» PROMPT
Your job is to set down the stretch of entries that opens with the line containing "the energy model." and closes with the line containing "[open_penalty]) and then". Keep both end lines, copy each exactly, and add nothing.

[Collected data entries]
****************************************

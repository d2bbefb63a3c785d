
use df_thermo::{Base, Neighbour, SantaLucia, TermBase, TerminalNeighbour};

use crate::decision::{Decision, DecisionRecord};
use crate::matrix::DuplexMatrix;

/// The scoring kernel of one alignment: the two strands in matrix
/// layout (reference 5'->3', query 3'->5') plus the energy model.
///
/// Each scoring routine reads exactly one predecessor cell, evaluates
/// every legal continuation of its slot and returns the lowest free
/// energy record. A record's `del_g` always includes the penalty of its
/// currently open loop or bulge, so reshaping a loop first subtracts
/// the predecessor's accumulated penalty (see [open_penalty]) and then
/// adds the penalty of the new shape.
///
/// [open_penalty]: DuplexAligner::open_penalty
pub struct DuplexAligner<'a> {
    pub(crate) ref_seq: &'a [Base],
    pub(crate) query: &'a [Base],
    pub(crate) model: &'a SantaLucia,
}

****************************************

» EXERCISE SOLUTION
/// layout (reference 5'->3', query 3'->5') plus the energy model.
///
/// Each scoring routine reads exactly one predecessor cell, evaluates
/// every legal continuation of its slot and returns the lowest free
/// energy record. A record's `del_g` always includes the penalty of its
/// currently open loop or bulge, so reshaping a loop first subtracts
/// the predecessor's accumulated penalty (see [open_penalty]) and then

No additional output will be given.